→ **WHAT YOU HAVE TO DO**: Extract each line of the records below that contains the word "users".

→ **AVAILABLE DATA**:
//! User account queries
//!
//! Accounts are keyed by email; inserting a taken email fails with
//! `StorageError::DuplicateKey`.

use crate::{from_micros, to_micros, StorageError};
use arena_core::types::User;
use sqlx::SqliteExecutor;

type Result<T> = std::result::Result<T, StorageError>;

#[derive(sqlx::FromRow)]
struct UserRow {
    email: String,
    username: String,
    password_hash: String,
    created_at: i64,
}

impl TryFrom<UserRow> for User {
    type Error = StorageError;

    fn try_from(row: UserRow) -> Result<Self> {
        Ok(User {
            email: row.email,
            username: row.username,
            password_hash: row.password_hash,
            created_at: from_micros(row.created_at)?,
        })
    }
}

/// Insert a new user
///
/// # Errors
///
/// Returns `StorageError::DuplicateKey` if a user with the same email exists
pub async fn insert<'e, E>(executor: E, user: &User) -> Result<()>
where
    E: SqliteExecutor<'e>,
{
    sqlx::query(
        "INSERT INTO users (email, username, password_hash, created_at) VALUES (?, ?, ?, ?)",
    )
    .bind(&user.email)
    .bind(&user.username)
    .bind(&user.password_hash)
    .bind(to_micros(user.created_at))
    .execute(executor)
    .await
    .map_err(|e| StorageError::from_insert(e, "User", &user.email))?;

    Ok(())
}

/// Get user by email
pub async fn get_by_email<'e, E>(executor: E, email: &str) -> Result<Option<User>>
where
    E: SqliteExecutor<'e>,
{
    let row = sqlx::query_as::<_, UserRow>(
        "SELECT email, username, password_hash, created_at FROM users WHERE email = ?",
    )
    .bind(email)
    .fetch_optional(executor)
    .await?;

    row.map(User::try_from).transpose()
}

/// Get all users
pub async fn get_all<'e, E>(executor: E) -> Result<Vec<User>>
where
    E: SqliteExecutor<'e>,
{
    let rows = sqlx::query_as::<_, UserRow>(
        "SELECT email, username, password_hash, created_at FROM users",
    )
    .fetch_all(executor)
    .await?;

    rows.into_iter().map(User::try_from).collect()
}

/// Replace the username and credential of an existing user
///
/// `created_at` is set once at creation and is never rewritten.
///
/// # Errors
///
/// Returns `StorageError::NotFound` if no user has this email
pub async fn update<'e, E>(executor: E, user: &User) -> Result<()>
where
    E: SqliteExecutor<'e>,
{
    let result = sqlx::query("UPDATE users SET username = ?, password_hash = ? WHERE email = ?")
        .bind(&user.username)
        .bind(&user.password_hash)
        .bind(&user.email)
        .execute(executor)
        .await?;

    if result.rows_affected() == 0 {
        return Err(StorageError::not_found("User", &user.email));
    }

    Ok(())
}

→ **EXPECTED OUTPUT**:
        "INSERT INTO users (email, username, password_hash, created_at) VALUES (?, ?, ?, ?)",
        "SELECT email, username, password_hash, created_at FROM users WHERE email = ?",
/// Get all users
        "SELECT email, username, password_hash, created_at FROM users",
    let result = sqlx::query("UPDATE users SET username = ?, password_hash = ? WHERE email = ?")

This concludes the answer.